De opdracht is om bij de andere groep de wimpel te veroveren. Iedere groep heeft op zijn speelveld een vrijplaats waar de wimpel wordt verdedigd. De grootte van de vrijplaats en hoe de wimpel is vooraf vastgesteld en door de leiding gecontroleerd. Het is te verkiezen om op de eigen speelhelft te spelen, op dat gebied ben jij de baas. Je kunt er levens proberen te veroveren. Zo'n leven is een wollen draad die door alle spelers dwars over de borst gedragen wordt. De groepen hebben een verschillende kleur draad. Als een speler zijn leven kwijt is -de draad kapot getrokken- moet hij eerst naar de spelleider om een nieuw leven te halen. Daarna mag je weer meespelen.
Als het een beetje tegenzit is de wimpel binnen een paar minuten gepakt. Een oplossing daarvoor: De wimpel bestaat bijvoorbeeld uit 10 linten vastgemaakt aan een stok. Per keer mag er maar 1 lint meegenomen worden. De groep die als eerste een kale stok overhoudt is verloren. Als je in de vrijplaats van de tegenstander bent doorgedrongen ben je vrij, er mag dan geen leven van je worden afgepakt.

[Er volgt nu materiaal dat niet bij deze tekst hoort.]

//! Generic JSON-over-HTTP quote provider.
//!
//! Most public market-data endpoints reduce to "GET a URL, pull a
//! price (and maybe a volume) out of the JSON". This provider covers
//! those from configuration alone; anything richer implements
//! `FeedProvider` directly. Configuration errors (bad market spec,
//! empty URL) fail at construction, never inside the polling loop.

use crate::error::{FeedError, FeedResult};
use crate::provider::{BoxFuture, FeedProvider};
use reqwest::Client;
use rust_decimal::Decimal;
use serde::{Deserialize, Serialize};
use serde_json::Value;
use std::collections::HashMap;
use std::str::FromStr;
use std::time::Duration;
use witmon_core::{AssetPair, FeedPrice};

/// Declarative description of a JSON HTTP quote endpoint.
#[derive(Debug, Clone, Serialize, Deserialize)]
pub struct JsonHttpProviderConfig {
    /// Provider name (registry key).
    pub name: String,
    /// URL template; `{asset}` and `{base}` are substituted per call,
    /// with `{asset}` already translated through `rename`.
    pub url_template: String,
    /// Dotted path to the price field in the response JSON.
    pub price_field: String,
    /// Dotted path to the volume field, if the endpoint reports one.
    #[serde(default)]
    pub volume_field: Option<String>,
    /// Markets served, canonical `"ASSET/BASE"` strings.
    pub markets: Vec<String>,
    /// Canonical asset -> provider ticker (e.g. GOLD -> XAU).
    #[serde(default)]
    pub rename: HashMap<String, String>,
}

/// `FeedProvider` over a declaratively configured JSON HTTP endpoint.
pub struct JsonHttpProvider {
    config: JsonHttpProviderConfig,
    markets: Vec<AssetPair>,
    client: Client,
}

impl JsonHttpProvider {
    /// Build and validate. Malformed market specs or an empty URL are
    /// configuration errors and fail here.
    pub fn new(config: JsonHttpProviderConfig, timeout: Duration) -> FeedResult<Self> {
        if config.name.is_empty() {
            return Err(FeedError::Provider("provider name is empty".into()));
        }
        if config.url_template.is_empty() {
            return Err(FeedError::Provider(format!(
                "provider {:?} has an empty url_template",
                config.name
            )));
        }
        let markets = config
            .markets
            .iter()
            .map(|m| AssetPair::parse(m))
            .collect::<Result<Vec<_>, _>>()?;
        if markets.is_empty() {
            return Err(FeedError::Provider(format!(
                "provider {:?} declares no markets",
                config.name
            )));
        }
        let client = Client::builder()
            .timeout(timeout)
            .build()
            .map_err(|e| FeedError::Http(format!("failed to build HTTP client: {e}")))?;

        Ok(Self {
            config,
            markets,
            client,
        })
    }

    fn extract(value: &Value, path: &str) -> Option<Decimal> {
        let mut cursor = value;
        for segment in path.split('.') {
            cursor = cursor.get(segment)?;
        }
        match cursor {
            Value::Number(n) => Decimal::from_str(&n.to_string()).ok(),
            Value::String(s) => Decimal::from_str(s).ok(),
            _ => None,
        }
    }
}

impl FeedProvider for JsonHttpProvider {
    fn name(&self) -> &str {
        &self.config.name
    }

    fn available_markets(&self) -> &[AssetPair] {
        &self.markets
    }

    fn remap_asset(&self, asset: &str) -> String {
        self.config
            .rename
            .get(asset)
            .cloned()
            .unwrap_or_else(|| asset.to_string())
    }

    fn fetch<'a>(&'a self, asset: &'a str, base: &'a str) -> BoxFuture<'a, FeedResult<FeedPrice>> {
        Box::pin(async move {
            let url = self
                .config
                .url_template
                .replace("{asset}", asset)
                .replace("{base}", base);

            let response = self
                .client
                .get(&url)
                .send()
                .await
                .map_err(|e| FeedError::Http(e.to_string()))?;

            let status = response.status();
            if !status.is_success() {
                return Err(FeedError::Http(format!("{url}: HTTP {status}")));
            }

            let body: Value = response
                .json()
                .await
                .map_err(|e| FeedError::Http(format!("{url}: {e}")))?;

            let price = Self::extract(&body, &self.config.price_field).ok_or_else(|| {
                FeedError::NoData(format!(
                    "{}: field {:?} missing or not numeric",
                    self.config.name, self.config.price_field
                ))
            })?;

            let mut quote = FeedPrice::new(AssetPair::new(asset, base), price, &self.config.name);
            if let Some(field) = &self.config.volume_field {
                if let Some(volume) = Self::extract(&body, field) {
                    quote = quote.with_volume(volume);
                }
            }
            Ok(quote)
        })
    }
}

In het spel zal gezocht worden naar een bepaald evenwicht tussen aanvallers
en verdedigers. Dat kun je beïnvloeden door als spelleider per groep
een verdeling te maken in aanvallers en verdedigers. Nog beter is het om
dat de groep zelf te laten doen. Wel kun je erop wijzen snel gebruik te
maken van een zogenaamde overtalsituatie: een speler zonder leven kan op
dat moment niets uitrichten, hij moet eerst naar de centrale plaats.